(Data items)
################

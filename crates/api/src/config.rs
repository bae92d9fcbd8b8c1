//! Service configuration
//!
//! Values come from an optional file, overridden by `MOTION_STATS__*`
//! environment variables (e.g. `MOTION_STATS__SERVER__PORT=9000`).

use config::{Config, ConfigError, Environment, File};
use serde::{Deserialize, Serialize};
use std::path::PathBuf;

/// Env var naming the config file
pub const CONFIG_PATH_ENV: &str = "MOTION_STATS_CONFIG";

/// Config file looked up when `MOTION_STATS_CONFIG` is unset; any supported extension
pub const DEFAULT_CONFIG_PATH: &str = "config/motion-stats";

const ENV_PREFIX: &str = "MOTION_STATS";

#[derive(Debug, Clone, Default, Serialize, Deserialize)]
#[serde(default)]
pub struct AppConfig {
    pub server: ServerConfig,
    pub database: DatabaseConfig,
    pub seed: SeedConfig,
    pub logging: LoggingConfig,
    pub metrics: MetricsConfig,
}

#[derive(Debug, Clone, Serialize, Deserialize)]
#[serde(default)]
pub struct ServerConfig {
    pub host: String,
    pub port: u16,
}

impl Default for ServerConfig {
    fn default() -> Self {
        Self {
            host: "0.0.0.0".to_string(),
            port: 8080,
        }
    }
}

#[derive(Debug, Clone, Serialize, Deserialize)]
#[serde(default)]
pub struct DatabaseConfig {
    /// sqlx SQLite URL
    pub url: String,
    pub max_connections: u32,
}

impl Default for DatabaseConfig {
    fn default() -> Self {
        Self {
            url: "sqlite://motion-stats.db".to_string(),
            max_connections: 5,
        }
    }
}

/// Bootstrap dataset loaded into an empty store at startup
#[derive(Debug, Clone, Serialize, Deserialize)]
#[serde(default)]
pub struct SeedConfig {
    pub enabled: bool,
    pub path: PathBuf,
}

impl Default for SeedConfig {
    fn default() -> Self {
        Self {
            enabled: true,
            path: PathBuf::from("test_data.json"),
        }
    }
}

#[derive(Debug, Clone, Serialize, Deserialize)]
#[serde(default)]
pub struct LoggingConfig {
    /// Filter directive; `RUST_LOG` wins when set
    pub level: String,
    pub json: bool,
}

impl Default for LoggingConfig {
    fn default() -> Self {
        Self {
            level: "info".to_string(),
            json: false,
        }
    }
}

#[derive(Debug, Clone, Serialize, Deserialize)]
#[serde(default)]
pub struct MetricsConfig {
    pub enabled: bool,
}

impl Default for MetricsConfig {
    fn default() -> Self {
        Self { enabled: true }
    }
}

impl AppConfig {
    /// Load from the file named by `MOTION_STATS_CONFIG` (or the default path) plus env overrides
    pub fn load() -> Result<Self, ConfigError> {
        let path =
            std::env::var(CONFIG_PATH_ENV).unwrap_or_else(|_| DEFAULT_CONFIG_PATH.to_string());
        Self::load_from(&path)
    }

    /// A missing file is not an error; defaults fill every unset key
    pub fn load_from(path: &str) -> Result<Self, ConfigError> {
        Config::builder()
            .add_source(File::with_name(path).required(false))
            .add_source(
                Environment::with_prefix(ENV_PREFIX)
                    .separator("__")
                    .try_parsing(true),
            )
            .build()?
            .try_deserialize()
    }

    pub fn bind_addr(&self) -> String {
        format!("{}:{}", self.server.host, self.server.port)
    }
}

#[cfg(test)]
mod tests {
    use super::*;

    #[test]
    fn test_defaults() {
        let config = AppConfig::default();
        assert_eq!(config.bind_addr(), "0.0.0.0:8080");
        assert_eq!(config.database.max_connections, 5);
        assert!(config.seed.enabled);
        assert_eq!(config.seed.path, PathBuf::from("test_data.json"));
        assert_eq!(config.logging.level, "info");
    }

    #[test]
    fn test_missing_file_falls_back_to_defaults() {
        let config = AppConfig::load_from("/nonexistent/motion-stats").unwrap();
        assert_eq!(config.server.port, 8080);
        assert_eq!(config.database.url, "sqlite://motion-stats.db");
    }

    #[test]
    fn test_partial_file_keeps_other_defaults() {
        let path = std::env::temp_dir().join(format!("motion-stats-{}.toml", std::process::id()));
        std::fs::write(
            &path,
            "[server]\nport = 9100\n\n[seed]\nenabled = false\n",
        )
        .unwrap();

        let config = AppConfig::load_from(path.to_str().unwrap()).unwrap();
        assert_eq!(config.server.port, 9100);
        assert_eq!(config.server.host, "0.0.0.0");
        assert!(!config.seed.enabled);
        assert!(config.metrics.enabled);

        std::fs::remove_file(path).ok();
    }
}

################

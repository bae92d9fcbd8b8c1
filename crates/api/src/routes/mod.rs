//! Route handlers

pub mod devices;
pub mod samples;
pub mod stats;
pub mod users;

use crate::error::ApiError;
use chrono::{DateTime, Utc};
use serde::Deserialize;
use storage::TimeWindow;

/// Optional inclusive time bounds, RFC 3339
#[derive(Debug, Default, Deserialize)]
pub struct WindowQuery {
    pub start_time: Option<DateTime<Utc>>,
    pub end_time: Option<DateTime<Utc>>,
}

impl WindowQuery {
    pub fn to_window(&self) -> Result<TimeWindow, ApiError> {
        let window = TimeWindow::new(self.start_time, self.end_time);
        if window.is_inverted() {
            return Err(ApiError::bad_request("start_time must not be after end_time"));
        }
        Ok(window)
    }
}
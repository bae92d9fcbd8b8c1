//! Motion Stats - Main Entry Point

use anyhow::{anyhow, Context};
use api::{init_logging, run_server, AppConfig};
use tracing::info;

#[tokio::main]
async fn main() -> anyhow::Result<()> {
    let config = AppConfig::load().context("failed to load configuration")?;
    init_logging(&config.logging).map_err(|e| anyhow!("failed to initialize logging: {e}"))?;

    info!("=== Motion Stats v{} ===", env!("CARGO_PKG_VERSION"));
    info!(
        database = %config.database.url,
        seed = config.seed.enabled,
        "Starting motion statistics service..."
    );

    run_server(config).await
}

################

PROBLEM TO SOLVE ::
For every line of the data above that contains "level", copy that line.

SOLUTION TO THIS TASK ::
    pub level: String,
            level: "info".to_string(),
        assert_eq!(config.logging.level, "info");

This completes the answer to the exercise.